Two cases in the last quarter have decided questions of concern to those who practice in this area. It should be noted, however, that all the decisions are at first instance.
Bloy v Motor Insurers’ Bureau14 is concerned with the scope of the Motor Insurers’ Bureau’s (“MIB’s”) liability for accidents abroad. The claimants were UK nationals resident in England. In 2007, they suffered injuries in a road traffic accident in Lithuania caused by the negligence of an uninsured Lithuanian driver. The claimants brought proceedings in England against the MIB as they were entitled to under The Motor Vehicles (Compulsory Insurance) (Information Centre and Compensation Body) Regulations 2003 (SI 2003/37) (“the 2003 Regulations”). Regulation 13 of the 2003 Regulations permits a UK resident injured in another European Economic Area (“EEA”) State15 by an uninsured vehicle to bring the claim against the MIB as the designated “compensation body” for the UK. Under arrangements between the compensation bodies of the various EEA States, the Lithuanian compensation body would then reimburse the MIB. Lithuanian law permits motor insurers to place a limit of indemnity on their policies. At the relevant time the limit was €500,000. The question for the judge was whether the MIB’s liability was capped at this figure. There was no doubt that in order to be entitled to any compensation at all, the claimants had to establish that the Lithuanian driver would have a liability to them under the law of Lithuania as the place where the injury occurred and to that extent Lithuanian law was relevant. But Regulation 13(2)(b) of the 2003 Regulations provided that the MIB was to compensate the injured party “as if … the accident had occurred in Great Britain.” The claimants’ case was that this meant that compensation should be assessed in accordance with English law (as the Court of Appeal had previously decided in Jacobs v Motor Insurers' Bureau16) and that under English law there could be no cap on the compensation. The defendant pointed to the anomalies created by this interpretation, not least that an English resident injured by an uninsured vehicle would be better off than one injured by an insured vehicle. The judge was unmoved, however, holding that Jacobs had effectively decided the issue in this case. English law applied to the assessment of compensation and the indemnity limit under Lithuanian law was irrelevant.
Wall v Mutuelle De Poitiers Assurances17 was a case management decision dealing with an issue which is at present a matter of regular dispute between claimants and defendants. The claimant was domiciled in England. He suffered spinal injuries in a road traffic accident in France caused by the negligence of a French driver. He brought his claim in the English courts against the insurer of the French driver. There was no dispute that choice of law was governed by Rome II so that French was the applicable substantive law and governed inter alia the assessment of damages.18 Equally, there was no dispute that matters of evidence and procedure were governed by English law. The dispute was as to the nature of the expert evidence necessary for an English court to assess damages in accordance with French law.
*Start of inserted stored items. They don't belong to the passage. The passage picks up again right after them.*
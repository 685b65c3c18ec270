use crate::app::{Camera2D, Rect, Vec2};
use crate::level::GridCell;

#[derive(Debug, Clone, Copy, Default, PartialEq, Eq)]
pub struct Viewport {
    pub width: u32,
    pub height: u32,
}

impl Viewport {
    pub fn size(&self) -> Vec2 {
        Vec2::new(self.width as f32, self.height as f32)
    }

    pub fn center(&self) -> Vec2 {
        self.size() * 0.5
    }

    pub fn is_empty(&self) -> bool {
        self.width == 0 || self.height == 0
    }
}

/// World-space extents visible through `camera`.
///
/// An exact zero zoom shows `viewport` world units (identity scale).
pub fn view_extents(camera: &Camera2D, viewport: Viewport) -> Vec2 {
    viewport.size() * camera.effective_zoom().recip()
}

/// Maps a pixel in `[0, viewport]` linearly onto the camera's visible world rectangle.
pub fn screen_to_world(screen: Vec2, camera: &Camera2D, viewport: Viewport) -> Vec2 {
    let extents = view_extents(camera, viewport);
    let bound = camera.target - extents * 0.5;
    let size = viewport.size();
    Vec2::new(
        lerp_axis(screen.x, size.x, bound.x, extents.x),
        lerp_axis(screen.y, size.y, bound.y, extents.y),
    )
}

/// Inverse of [`screen_to_world`] for any viewport with nonzero axes.
pub fn world_to_screen(world: Vec2, camera: &Camera2D, viewport: Viewport) -> Vec2 {
    (world - camera.target) * camera.effective_zoom() + viewport.center()
}

pub fn world_to_grid(world: Vec2, tile_size: f32) -> GridCell {
    GridCell {
        col: (world.x / tile_size).floor() as i32,
        row: (world.y / tile_size).floor() as i32,
    }
}

pub fn screen_to_grid(
    screen: Vec2,
    camera: &Camera2D,
    viewport: Viewport,
    tile_size: f32,
) -> GridCell {
    world_to_grid(screen_to_world(screen, camera, viewport), tile_size)
}

pub fn view_bounds_world(camera: &Camera2D, viewport: Viewport) -> Rect {
    let min = screen_to_world(Vec2::ZERO, camera, viewport);
    let max = screen_to_world(viewport.size(), camera, viewport);
    Rect::from_min_max(min, max)
}

fn lerp_axis(screen: f32, viewport_len: f32, bound: f32, extent: f32) -> f32 {
    if viewport_len <= 0.0 {
        return bound;
    }
    bound + (screen / viewport_len) * extent
}
use std::env;
use std::path::PathBuf;

use tilejump_engine::{LoopConfig, MetricsHandle, Scene};
use tracing::{info, warn};
use tracing_subscriber::EnvFilter;

use super::gameplay::{GameSettings, PlatformerScene, TilesetSource};

const TILESET_ENV_VAR: &str = "TILEJUMP_TILESET";

pub(crate) struct AppWiring {
    pub(crate) config: LoopConfig,
    pub(crate) scene: Box<dyn Scene>,
    pub(crate) metrics: MetricsHandle,
}

pub(crate) fn build_app() -> AppWiring {
    init_tracing();
    info!("=== Tilejump Startup ===");

    let settings = GameSettings {
        tileset: tileset_source_from_env(),
        ..GameSettings::default()
    };
    info!(
        tiles_wide = settings.tiles_wide,
        tiles_high = settings.tiles_high,
        tile_size = settings.tile_size,
        tileset = ?settings.tileset,
        "game_settings"
    );

    let metrics = MetricsHandle::default();
    let scene = PlatformerScene::new(settings, metrics.clone());
    AppWiring {
        config: LoopConfig::default(),
        scene: Box::new(scene),
        metrics,
    }
}

fn init_tracing() {
    let filter = EnvFilter::try_from_default_env().unwrap_or_else(|_| EnvFilter::new("info"));
    tracing_subscriber::fmt()
        .with_env_filter(filter)
        .with_target(false)
        .with_thread_names(true)
        .compact()
        .init();
}

fn tileset_source_from_env() -> TilesetSource {
    match env::var(TILESET_ENV_VAR) {
        Ok(raw) => parse_tileset_source(&raw),
        Err(env::VarError::NotPresent) => TilesetSource::Auto,
        Err(error) => {
            warn!(
                env_var = TILESET_ENV_VAR,
                error = %error,
                "tileset_env_unreadable_using_default"
            );
            TilesetSource::Auto
        }
    }
}

fn parse_tileset_source(raw: &str) -> TilesetSource {
    let trimmed = raw.trim();
    if trimmed.is_empty() {
        TilesetSource::Auto
    } else {
        TilesetSource::File(PathBuf::from(trimmed))
    }
}

#[cfg(test)]
mod tests {
    use super::*;

    #[test]
    fn blank_tileset_override_means_auto() {
        assert_eq!(parse_tileset_source("   "), TilesetSource::Auto);
        assert_eq!(
            parse_tileset_source(" textures/custom.png "),
            TilesetSource::File(PathBuf::from("textures/custom.png"))
        );
    }
}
The French practice is to appoint a single expert who will produce a report from which the judge will assess the damages. That expert may obtain opinions from experts in other disciplines and will then incorporate them into his report. The defendant urged the English court to appoint such an expert instead of the usual English practice of each party engaging a separate expert in each of a number of disciplines. The defendant’s submission was that:
“’law’ within the meaning of Art 15(c) includes the practices, conventions and guidelines regularly used by judges in assessing damages in the courts of the state whose law is the applicable law. The only way in which the legislative purposes of Rome II will be achieved is by rejecting the English ‘panoply of experts’ and permitting only a single expert of the kind customarily appointed by French courts, so as to arrive at a figure that would actually be awarded in France.”
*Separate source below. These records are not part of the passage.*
use std::path::{Path, PathBuf};

use image::ImageReader;
use tracing::info;

use crate::level::{BoundedVec, LevelError, TextureHandle, TextureId};

pub const MAX_TEXTURES: usize = 15;

const GENERATED_PALETTE: [[u8; 4]; 8] = [
    [74, 112, 56, 255],
    [112, 83, 58, 255],
    [96, 104, 118, 255],
    [150, 128, 84, 255],
    [60, 92, 128, 255],
    [138, 70, 62, 255],
    [92, 130, 110, 255],
    [170, 160, 140, 255],
];
const GENERATED_EDGE_SHADE: u8 = 40;

/// Decoded RGBA8 pixels, row-major.
#[derive(Debug, Clone, PartialEq, Eq)]
pub struct TextureImage {
    pub width: u32,
    pub height: u32,
    pub rgba: Vec<u8>,
}

impl TextureImage {
    /// Pixel at `(x, y)`, or `None` outside the image.
    pub fn pixel(&self, x: u32, y: u32) -> Option<[u8; 4]> {
        if x >= self.width || y >= self.height {
            return None;
        }
        let offset = (y as usize * self.width as usize + x as usize) * 4;
        let bytes = self.rgba.get(offset..offset + 4)?;
        Some([bytes[0], bytes[1], bytes[2], bytes[3]])
    }
}

#[derive(Debug)]
struct StoredTexture {
    key: String,
    image: TextureImage,
}

/// Loaded textures addressed by [`TextureId`]; loading the same key twice returns the first handle.
#[derive(Debug)]
pub struct TextureStore {
    textures: BoundedVec<StoredTexture>,
}

impl Default for TextureStore {
    fn default() -> Self {
        Self::new()
    }
}

impl TextureStore {
    pub fn new() -> Self {
        Self {
            textures: BoundedVec::with_capacity(MAX_TEXTURES),
        }
    }

    pub fn len(&self) -> usize {
        self.textures.len()
    }

    pub fn is_empty(&self) -> bool {
        self.textures.is_empty()
    }

    pub fn get(&self, id: TextureId) -> Option<&TextureImage> {
        self.textures
            .get(id.0 as usize)
            .map(|stored| &stored.image)
    }

    fn find(&self, key: &str) -> Option<TextureHandle> {
        self.textures
            .iter()
            .position(|stored| stored.key == key)
            .map(|index| self.handle_at(index))
    }

    fn handle_at(&self, index: usize) -> TextureHandle {
        let image = &self.textures.as_slice()[index].image;
        TextureHandle {
            id: TextureId(index as u32),
            width: image.width,
            height: image.height,
        }
    }

    pub fn load_png(&mut self, path: &Path) -> Result<TextureHandle, LevelError> {
        let key = path.display().to_string();
        if let Some(handle) = self.find(&key) {
            return Ok(handle);
        }
        let image = load_rgba(path).map_err(|reason| LevelError::AssetLoadFailure {
            path: path.to_path_buf(),
            reason,
        })?;
        let handle = self.insert_rgba(&key, image)?;
        info!(
            path = %path.display(),
            width = handle.width,
            height = handle.height,
            "texture_loaded"
        );
        Ok(handle)
    }

    pub fn insert_rgba(&mut self, key: &str, image: TextureImage) -> Result<TextureHandle, LevelError> {
        if let Some(handle) = self.find(key) {
            return Ok(handle);
        }
        let expected_len = image.width as usize * image.height as usize * 4;
        if image.rgba.len() != expected_len {
            return Err(LevelError::AssetLoadFailure {
                path: PathBuf::from(key),
                reason: format!(
                    "rgba_length_mismatch:expected={expected_len}:actual={}",
                    image.rgba.len()
                ),
            });
        }
        self.textures.push(StoredTexture {
            key: key.to_string(),
            image,
        })?;
        Ok(self.handle_at(self.textures.len() - 1))
    }

    /// Builds a `cols x rows` tileset of flat-shaded cells, for running without art assets.
    pub fn generate_tileset(
        &mut self,
        key: &str,
        tile_size: u16,
        cols: u32,
        rows: u32,
    ) -> Result<TextureHandle, LevelError> {
        let image = generated_tileset_image(tile_size as u32, cols, rows);
        let handle = self.insert_rgba(key, image)?;
        info!(
            key,
            tile_size,
            cols,
            rows,
            "tileset_generated"
        );
        Ok(handle)
    }
}

fn load_rgba(path: &Path) -> Result<TextureImage, String> {
    let reader = ImageReader::open(path).map_err(|error| format!("file_open_failed:{error}"))?;
    let decoded = reader
        .decode()
        .map_err(|error| format!("decode_failed:{error}"))?;
    let image = decoded.to_rgba8();
    Ok(TextureImage {
        width: image.width(),
        height: image.height(),
        rgba: image.into_raw(),
    })
}

fn generated_tileset_image(tile_size: u32, cols: u32, rows: u32) -> TextureImage {
    let width = tile_size * cols;
    let height = tile_size * rows;
    let mut rgba = Vec::with_capacity(width as usize * height as usize * 4);
    for y in 0..height {
        for x in 0..width {
            let (col, row) = (x / tile_size, y / tile_size);
            let (local_x, local_y) = (x % tile_size, y % tile_size);
            let base = GENERATED_PALETTE[((row * cols + col) as usize) % GENERATED_PALETTE.len()];
            let on_edge = local_x == 0
                || local_y == 0
                || local_x + 1 == tile_size
                || local_y + 1 == tile_size;
            let pixel = if on_edge {
                [
                    base[0].saturating_sub(GENERATED_EDGE_SHADE),
                    base[1].saturating_sub(GENERATED_EDGE_SHADE),
                    base[2].saturating_sub(GENERATED_EDGE_SHADE),
                    255,
                ]
            } else {
                base
            };
            rgba.extend_from_slice(&pixel);
        }
    }
    TextureImage {
        width,
        height,
        rgba,
    }
}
The claimant’s response was that the form of report was a matter of procedure and thus of English law. CPR Part 35 did not permit experts to include opinions from outside their own area of expertise. Single experts were not mandatory in France. It was submitted that:
“Rome II does not require uniformity of outcome. Uniformity of outcome could not be assured unless the English court were to disapply its own rules on discovery, and crossexamination, which … are clearly matters of procedure or evidence.”
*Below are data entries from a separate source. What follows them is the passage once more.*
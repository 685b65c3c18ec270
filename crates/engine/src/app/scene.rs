use std::ops::{Add, Mul, Sub};

use serde::{Deserialize, Serialize};

use super::input::{ActionStates, InputAction, PointerButton, PointerStates};
use super::rendering::{TextureStore, Viewport};
use crate::level::{DrawList, LevelError};
use crate::AppPaths;

#[derive(Debug, Clone, Copy, Default, PartialEq, Serialize, Deserialize)]
pub struct Vec2 {
    pub x: f32,
    pub y: f32,
}

impl Vec2 {
    pub const ZERO: Vec2 = Vec2 { x: 0.0, y: 0.0 };

    pub const fn new(x: f32, y: f32) -> Self {
        Self { x, y }
    }
}

impl Add for Vec2 {
    type Output = Vec2;

    fn add(self, rhs: Vec2) -> Vec2 {
        Vec2::new(self.x + rhs.x, self.y + rhs.y)
    }
}

impl Sub for Vec2 {
    type Output = Vec2;

    fn sub(self, rhs: Vec2) -> Vec2 {
        Vec2::new(self.x - rhs.x, self.y - rhs.y)
    }
}

impl Mul<f32> for Vec2 {
    type Output = Vec2;

    fn mul(self, rhs: f32) -> Vec2 {
        Vec2::new(self.x * rhs, self.y * rhs)
    }
}

/// Axis-aligned rectangle; `(x, y)` is the top-left corner, y grows downward.
#[derive(Debug, Clone, Copy, Default, PartialEq, Serialize, Deserialize)]
pub struct Rect {
    pub x: f32,
    pub y: f32,
    pub width: f32,
    pub height: f32,
}

impl Rect {
    pub const ZERO: Rect = Rect {
        x: 0.0,
        y: 0.0,
        width: 0.0,
        height: 0.0,
    };

    pub const fn new(x: f32, y: f32, width: f32, height: f32) -> Self {
        Self {
            x,
            y,
            width,
            height,
        }
    }

    pub fn from_min_max(min: Vec2, max: Vec2) -> Self {
        Self::new(min.x, min.y, max.x - min.x, max.y - min.y)
    }

    pub fn min(&self) -> Vec2 {
        Vec2::new(self.x, self.y)
    }

    pub fn max(&self) -> Vec2 {
        Vec2::new(self.x + self.width, self.y + self.height)
    }

    pub fn size(&self) -> Vec2 {
        Vec2::new(self.width, self.height)
    }

    pub fn has_area(&self) -> bool {
        self.width > 0.0 && self.height > 0.0
    }

    /// Strict overlap test: rectangles that only share an edge do not intersect.
    pub fn intersects(&self, other: &Rect) -> bool {
        self.x < other.x + other.width
            && self.x + self.width > other.x
            && self.y < other.y + other.height
            && self.y + self.height > other.y
    }

    /// Half-open containment: `[x, x + width) x [y, y + height)`.
    pub fn contains_point(&self, point: Vec2) -> bool {
        point.x >= self.x
            && point.x < self.x + self.width
            && point.y >= self.y
            && point.y < self.y + self.height
    }
}

pub const CAMERA_ZOOM_DEFAULT: f32 = 2.0;
pub const CAMERA_ZOOM_MAX: f32 = 5.0;
pub const CAMERA_ZOOM_STEP: f32 = 0.25;

/// `target` is the world point shown at the viewport center.
#[derive(Debug, Clone, Copy, PartialEq)]
pub struct Camera2D {
    pub target: Vec2,
    pub zoom: f32,
}

impl Default for Camera2D {
    fn default() -> Self {
        Self {
            target: Vec2::ZERO,
            zoom: CAMERA_ZOOM_DEFAULT,
        }
    }
}

impl Camera2D {
    pub fn centered_on(target: Vec2, zoom: f32) -> Self {
        Self { target, zoom }
    }

    /// Zoom used for scaling; exact zero or a non-finite value falls back to 1.
    pub fn effective_zoom(&self) -> f32 {
        if self.zoom != 0.0 && self.zoom.is_finite() {
            self.zoom
        } else {
            1.0
        }
    }
}

#[derive(Debug, Clone, Copy, Default)]
pub struct InputSnapshot {
    quit_requested: bool,
    actions: ActionStates,
    pointer: PointerStates,
    cursor_position_px: Option<Vec2>,
    pan_origin_px: Option<Vec2>,
    scroll_delta: f32,
    window_width: u32,
    window_height: u32,
}

impl InputSnapshot {
    pub fn empty() -> Self {
        Self::default()
    }

    #[allow(clippy::too_many_arguments)]
    pub(crate) fn new(
        quit_requested: bool,
        actions: ActionStates,
        pointer: PointerStates,
        cursor_position_px: Option<Vec2>,
        pan_origin_px: Option<Vec2>,
        scroll_delta: f32,
        window_width: u32,
        window_height: u32,
    ) -> Self {
        Self {
            quit_requested,
            actions,
            pointer,
            cursor_position_px,
            pan_origin_px,
            scroll_delta,
            window_width,
            window_height,
        }
    }

    pub fn quit_requested(&self) -> bool {
        self.quit_requested
    }

    pub fn is_down(&self, action: InputAction) -> bool {
        self.actions.is_down(action)
    }

    pub fn was_pressed(&self, action: InputAction) -> bool {
        self.actions.was_pressed(action)
    }

    pub fn pointer_down(&self, button: PointerButton) -> bool {
        self.pointer.is_down(button)
    }

    pub fn pointer_pressed(&self, button: PointerButton) -> bool {
        self.pointer.was_pressed(button)
    }

    pub fn cursor_position_px(&self) -> Option<Vec2> {
        self.cursor_position_px
    }

    /// Cursor travel since the pan button went down, while it is still held.
    pub fn pan_drag_delta_px(&self) -> Option<Vec2> {
        if !self.pointer.is_down(PointerButton::Pan) {
            return None;
        }
        let origin = self.pan_origin_px?;
        let cursor = self.cursor_position_px?;
        Some(cursor - origin)
    }

    pub fn scroll_delta(&self) -> f32 {
        self.scroll_delta
    }

    pub fn window_size(&self) -> (u32, u32) {
        (self.window_width, self.window_height)
    }

    pub fn viewport(&self) -> Viewport {
        Viewport {
            width: self.window_width,
            height: self.window_height,
        }
    }

    pub fn with_action_down(mut self, action: InputAction, is_down: bool) -> Self {
        self.actions.set(action, is_down);
        self
    }

    pub fn with_action_pressed(mut self, action: InputAction) -> Self {
        self.actions.set_pressed(action, true);
        self
    }

    pub fn with_pointer_down(mut self, button: PointerButton, is_down: bool) -> Self {
        self.pointer.set(button, is_down);
        self
    }

    pub fn with_pointer_pressed(mut self, button: PointerButton) -> Self {
        self.pointer.set_pressed(button, true);
        self
    }

    pub fn with_cursor_position_px(mut self, cursor_position_px: Option<Vec2>) -> Self {
        self.cursor_position_px = cursor_position_px;
        self
    }

    pub fn with_pan_origin_px(mut self, pan_origin_px: Option<Vec2>) -> Self {
        self.pan_origin_px = pan_origin_px;
        self
    }

    pub fn with_scroll_delta(mut self, scroll_delta: f32) -> Self {
        self.scroll_delta = scroll_delta;
        self
    }

    pub fn with_window_size(mut self, window_size: (u32, u32)) -> Self {
        self.window_width = window_size.0;
        self.window_height = window_size.1;
        self
    }
}

#[derive(Debug, Clone, Copy, PartialEq, Eq)]
pub enum SceneCommand {
    None,
    Restart,
    Quit,
}

/// Collaborators a scene may use while loading.
pub struct LoadContext<'a> {
    pub textures: &'a mut TextureStore,
    pub paths: &'a AppPaths,
    pub viewport: Viewport,
}

pub trait Scene {
    fn load(&mut self, ctx: &mut LoadContext<'_>) -> Result<(), LevelError>;
    fn update(&mut self, fixed_dt_seconds: f32, input: &InputSnapshot) -> SceneCommand;
    fn render(&mut self) -> DrawList;
    fn unload(&mut self);
    fn debug_title(&self) -> Option<String> {
        None
    }
}

pub(crate) struct SceneRuntime {
    scene: Box<dyn Scene>,
    is_loaded: bool,
}

impl SceneRuntime {
    pub(crate) fn new(scene: Box<dyn Scene>) -> Self {
        Self {
            scene,
            is_loaded: false,
        }
    }

    pub(crate) fn is_loaded(&self) -> bool {
        self.is_loaded
    }

    pub(crate) fn load(&mut self, ctx: &mut LoadContext<'_>) -> Result<(), LevelError> {
        if self.is_loaded {
            return Ok(());
        }
        self.scene.load(ctx)?;
        self.is_loaded = true;
        Ok(())
    }

    pub(crate) fn update(&mut self, fixed_dt_seconds: f32, input: &InputSnapshot) -> SceneCommand {
        if !self.is_loaded {
            return SceneCommand::None;
        }
        self.scene.update(fixed_dt_seconds, input)
    }

    pub(crate) fn render(&mut self) -> Option<DrawList> {
        self.is_loaded.then(|| self.scene.render())
    }

    pub(crate) fn hard_reset(&mut self, ctx: &mut LoadContext<'_>) -> Result<(), LevelError> {
        if self.is_loaded {
            self.scene.unload();
            self.is_loaded = false;
        }
        self.load(ctx)
    }

    pub(crate) fn shutdown(&mut self) {
        if self.is_loaded {
            self.scene.unload();
            self.is_loaded = false;
        }
    }

    pub(crate) fn debug_title(&self) -> Option<String> {
        self.scene.debug_title()
    }
}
The judge considered a sample French report from another case and noted that by itself it would not permit an English judge to assess the damages in accordance with French law. He upheld the claimant’s position and concluded:
“This court is not required to put itself in the position of a court in France and to decide the case as that court would have decided it. This court is not required to adopt new procedures.”
Finally, readers may want to follow this link to an article by Dr. Apostolos Anthimos on the Conflict of Laws website:http://conflictoflaws.net/2013/excessive-english-costs-orders-and-greek-public-policy. Dr Anthimos notes a number of decisions of Greek courts refusing on public policy grounds to enforce costs orders made in English litigation where the costs in question were disproportionate to the quantum of damages. He notes in particular a case from York County Court in which an award of £17,000 damages was accompanied by a costs order in excess of £80,000. If Lord Justice Jackson gets his way, the Greek courts will not have to make such decisions in the future. It would be interesting, however, to see whether the Court of Justice of the European Union would uphold the approach of the Greek courts given the very limited scope national public policy is supposed to play in cross border enforceability within the European Union.